## Assignment
Please restate each entry word for word.

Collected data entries
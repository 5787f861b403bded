use crate::domain::entities::Order;
use chrono::{DateTime, Utc};
use serde::{Deserialize, Serialize};
use uuid::Uuid;

/// Domain event trait.
pub trait DomainEvent {
    fn event_type(&self) -> &'static str;
    fn occurred_at(&self) -> DateTime<Utc>;
}

/// An order was created and a QR payment request issued for it.
#[derive(Debug, Clone, Serialize, Deserialize)]
pub struct OrderCreated {
    pub event_id: Uuid,
    pub occurred_at: DateTime<Utc>,
    pub order_id: Uuid,
    pub grand_total: i64,
    pub item_count: usize,
}

impl DomainEvent for OrderCreated {
    fn event_type(&self) -> &'static str {
        "OrderCreated"
    }

    fn occurred_at(&self) -> DateTime<Utc> {
        self.occurred_at
    }
}

impl OrderCreated {
    pub fn from_order(order: &Order, item_count: usize) -> Self {
        Self {
            event_id: Uuid::new_v4(),
            occurred_at: Utc::now(),
            order_id: order.id,
            grand_total: order.grand_total.as_rupiah(),
            item_count,
        }
    }
}

/// Payment for an order was confirmed.
#[derive(Debug, Clone, Serialize, Deserialize)]
pub struct OrderPaid {
    pub event_id: Uuid,
    pub occurred_at: DateTime<Utc>,
    pub order_id: Uuid,
    pub grand_total: i64,
    pub paid_at: Option<DateTime<Utc>>,
}

impl DomainEvent for OrderPaid {
    fn event_type(&self) -> &'static str {
        "OrderPaid"
    }

    fn occurred_at(&self) -> DateTime<Utc> {
        self.occurred_at
    }
}

impl OrderPaid {
    pub fn from_order(order: &Order) -> Self {
        Self {
            event_id: Uuid::new_v4(),
            occurred_at: Utc::now(),
            order_id: order.id,
            grand_total: order.grand_total.as_rupiah(),
            paid_at: order.paid_at,
        }
    }
}

/// An order reached its terminal state.
#[derive(Debug, Clone, Serialize, Deserialize)]
pub struct OrderCompleted {
    pub event_id: Uuid,
    pub occurred_at: DateTime<Utc>,
    pub order_id: Uuid,
    pub grand_total: i64,
}

impl DomainEvent for OrderCompleted {
    fn event_type(&self) -> &'static str {
        "OrderCompleted"
    }

    fn occurred_at(&self) -> DateTime<Utc> {
        self.occurred_at
    }
}

impl OrderCompleted {
    pub fn from_order(order: &Order) -> Self {
        Self {
            event_id: Uuid::new_v4(),
            occurred_at: Utc::now(),
            order_id: order.id,
            grand_total: order.grand_total.as_rupiah(),
        }
    }
}
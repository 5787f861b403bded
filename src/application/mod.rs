pub mod cart_store;
pub mod catalog_service;
pub mod dto;
pub mod order_service;
pub mod report_service;

#[cfg(test)]
pub mod test_support;

pub use cart_store::CartStore;
pub use catalog_service::CatalogService;
pub use dto::*;
pub use order_service::OrderService;
pub use report_service::ReportService;
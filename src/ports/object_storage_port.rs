use crate::domain::errors::DomainResult;
use async_trait::async_trait;
use serde::{Deserialize, Serialize};

/// A one-shot signed upload slot in the image bucket.
#[derive(Debug, Clone, Serialize, Deserialize)]
pub struct SignedUpload {
    /// Absolute URL the client PUTs the image to.
    pub url: String,

    /// Upload token accompanying the PUT.
    pub token: String,

    /// Object path within the bucket; becomes the product image URL.
    pub path: String,
}

/// Object storage port for product images.
#[async_trait]
pub trait ObjectStoragePort: Send + Sync + 'static {
    async fn create_signed_upload_url(&self) -> DomainResult<SignedUpload>;
}
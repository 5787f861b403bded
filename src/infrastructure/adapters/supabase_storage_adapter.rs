use crate::domain::errors::{DomainError, DomainResult};
use crate::infrastructure::config::supabase_config::SupabaseConfig;
use crate::ports::object_storage_port::{ObjectStoragePort, SignedUpload};
use async_trait::async_trait;
use reqwest::Client;
use std::sync::Arc;
use tracing::debug;

/// Supabase storage adapter: signed upload URLs for product images.
#[derive(Clone)]
pub struct SupabaseStorageAdapter {
    config: Arc<SupabaseConfig>,
    client: Client,
}

impl SupabaseStorageAdapter {
    pub fn new(config: Arc<SupabaseConfig>) -> Self {
        Self {
            config,
            client: Client::new(),
        }
    }
}

#[async_trait]
impl ObjectStoragePort for SupabaseStorageAdapter {
    async fn create_signed_upload_url(&self) -> DomainResult<SignedUpload> {
        // Timestamp-named jpegs; the bucket is append-only from the
        // service's point of view.
        let path = format!("{}.jpeg", chrono::Utc::now().timestamp_millis());
        let url = format!(
            "{}/storage/v1/object/upload/sign/{}/{}",
            self.config.project_url, self.config.bucket, path
        );

        let response = self
            .client
            .post(&url)
            .bearer_auth(&self.config.service_role_key)
            .send()
            .await?;

        if !response.status().is_success() {
            let status = response.status();
            let error_text = response.text().await.unwrap_or_default();
            return Err(DomainError::StorageError(format!(
                "Signed upload URL failed: {} - {}",
                status, error_text
            )));
        }

        let resp_json: serde_json::Value = response.json().await?;
        debug!("Signed upload response: {}", resp_json);

        let signed_path = resp_json["url"]
            .as_str()
            .ok_or_else(|| DomainError::StorageError("Missing url".to_string()))?;
        let token = resp_json["token"]
            .as_str()
            .ok_or_else(|| DomainError::StorageError("Missing token".to_string()))?;

        Ok(SignedUpload {
            url: format!("{}/storage/v1{}", self.config.project_url, signed_path),
            token: token.to_string(),
            path,
        })
    }
}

## Response area
repository 5787f861b403bded
use crate::domain::entities::Order;
use chrono::{DateTime, Utc};
use serde::{Deserialize, Serialize};
use uuid::Uuid;

/// Domain event trait.
pub trait DomainEvent {
    fn event_type(&self) -> &'static str;
    fn occurred_at(&self) -> DateTime<Utc>;
}

/// An order was created and a QR payment request issued for it.
#[derive(Debug, Clone, Serialize, Deserialize)]
pub struct OrderCreated {
    pub event_id: Uuid,
    pub occurred_at: DateTime<Utc>,
    pub order_id: Uuid,
    pub grand_total: i64,
    pub item_count: usize,
}

impl DomainEvent for OrderCreated {
    fn event_type(&self) -> &'static str {
        "OrderCreated"
    }

    fn occurred_at(&self) -> DateTime<Utc> {
        self.occurred_at
    }
}

impl OrderCreated {
    pub fn from_order(order: &Order, item_count: usize) -> Self {
        Self {
            event_id: Uuid::new_v4(),
            occurred_at: Utc::now(),
            order_id: order.id,
            grand_total: order.grand_total.as_rupiah(),
            item_count,
        }
    }
}

/// Payment for an order was confirmed.
#[derive(Debug, Clone, Serialize, Deserialize)]
pub struct OrderPaid {
    pub event_id: Uuid,
    pub occurred_at: DateTime<Utc>,
    pub order_id: Uuid,
    pub grand_total: i64,
    pub paid_at: Option<DateTime<Utc>>,
}

impl DomainEvent for OrderPaid {
    fn event_type(&self) -> &'static str {
        "OrderPaid"
    }

    fn occurred_at(&self) -> DateTime<Utc> {
        self.occurred_at
    }
}

impl OrderPaid {
    pub fn from_order(order: &Order) -> Self {
        Self {
            event_id: Uuid::new_v4(),
            occurred_at: Utc::now(),
            order_id: order.id,
            grand_total: order.grand_total.as_rupiah(),
            paid_at: order.paid_at,
        }
    }
}

/// An order reached its terminal state.
#[derive(Debug, Clone, Serialize, Deserialize)]
pub struct OrderCompleted {
    pub event_id: Uuid,
    pub occurred_at: DateTime<Utc>,
    pub order_id: Uuid,
    pub grand_total: i64,
}

impl DomainEvent for OrderCompleted {
    fn event_type(&self) -> &'static str {
        "OrderCompleted"
    }

    fn occurred_at(&self) -> DateTime<Utc> {
        self.occurred_at
    }
}

impl OrderCompleted {
    pub fn from_order(order: &Order) -> Self {
        Self {
            event_id: Uuid::new_v4(),
            occurred_at: Utc::now(),
            order_id: order.id,
            grand_total: order.grand_total.as_rupiah(),
        }
    }
}
repository 5787f861b403bded
filename src/application/mod.rs
pub mod cart_store;
pub mod catalog_service;
pub mod dto;
pub mod order_service;
pub mod report_service;

#[cfg(test)]
pub mod test_support;

pub use cart_store::CartStore;
pub use catalog_service::CatalogService;
pub use dto::*;
pub use order_service::OrderService;
pub use report_service::ReportService;
filename src/ports/object_storage_port.rs
use crate::domain::errors::DomainResult;
use async_trait::async_trait;
use serde::{Deserialize, Serialize};

/// A one-shot signed upload slot in the image bucket.
#[derive(Debug, Clone, Serialize, Deserialize)]
pub struct SignedUpload {
    /// Absolute URL the client PUTs the image to.
    pub url: String,

    /// Upload token accompanying the PUT.
    pub token: String,

    /// Object path within the bucket; becomes the product image URL.
    pub path: String,
}

/// Object storage port for product images.
#[async_trait]
pub trait ObjectStoragePort: Send + Sync + 'static {
    async fn create_signed_upload_url(&self) -> DomainResult<SignedUpload>;
}
repository 5787f861b403bded
filename src/infrastructure/adapters/supabase_storage_adapter.rs
use crate::domain::errors::{DomainError, DomainResult};
use crate::infrastructure::config::supabase_config::SupabaseConfig;
use crate::ports::object_storage_port::{ObjectStoragePort, SignedUpload};
use async_trait::async_trait;
use reqwest::Client;
use std::sync::Arc;
use tracing::debug;

/// Supabase storage adapter: signed upload URLs for product images.
#[derive(Clone)]
pub struct SupabaseStorageAdapter {
    config: Arc<SupabaseConfig>,
    client: Client,
}

impl SupabaseStorageAdapter {
    pub fn new(config: Arc<SupabaseConfig>) -> Self {
        Self {
            config,
            client: Client::new(),
        }
    }
}

#[async_trait]
impl ObjectStoragePort for SupabaseStorageAdapter {
    async fn create_signed_upload_url(&self) -> DomainResult<SignedUpload> {
        // Timestamp-named jpegs; the bucket is append-only from the
        // service's point of view.
        let path = format!("{}.jpeg", chrono::Utc::now().timestamp_millis());
        let url = format!(
            "{}/storage/v1/object/upload/sign/{}/{}",
            self.config.project_url, self.config.bucket, path
        );

        let response = self
            .client
            .post(&url)
            .bearer_auth(&self.config.service_role_key)
            .send()
            .await?;

        if !response.status().is_success() {
            let status = response.status();
            let error_text = response.text().await.unwrap_or_default();
            return Err(DomainError::StorageError(format!(
                "Signed upload URL failed: {} - {}",
                status, error_text
            )));
        }

        let resp_json: serde_json::Value = response.json().await?;
        debug!("Signed upload response: {}", resp_json);

        let signed_path = resp_json["url"]
            .as_str()
            .ok_or_else(|| DomainError::StorageError("Missing url".to_string()))?;
        let token = resp_json["token"]
            .as_str()
            .ok_or_else(|| DomainError::StorageError("Missing token".to_string()))?;

        Ok(SignedUpload {
            url: format!("{}/storage/v1{}", self.config.project_url, signed_path),
            token: token.to_string(),
            path,
        })
    }
}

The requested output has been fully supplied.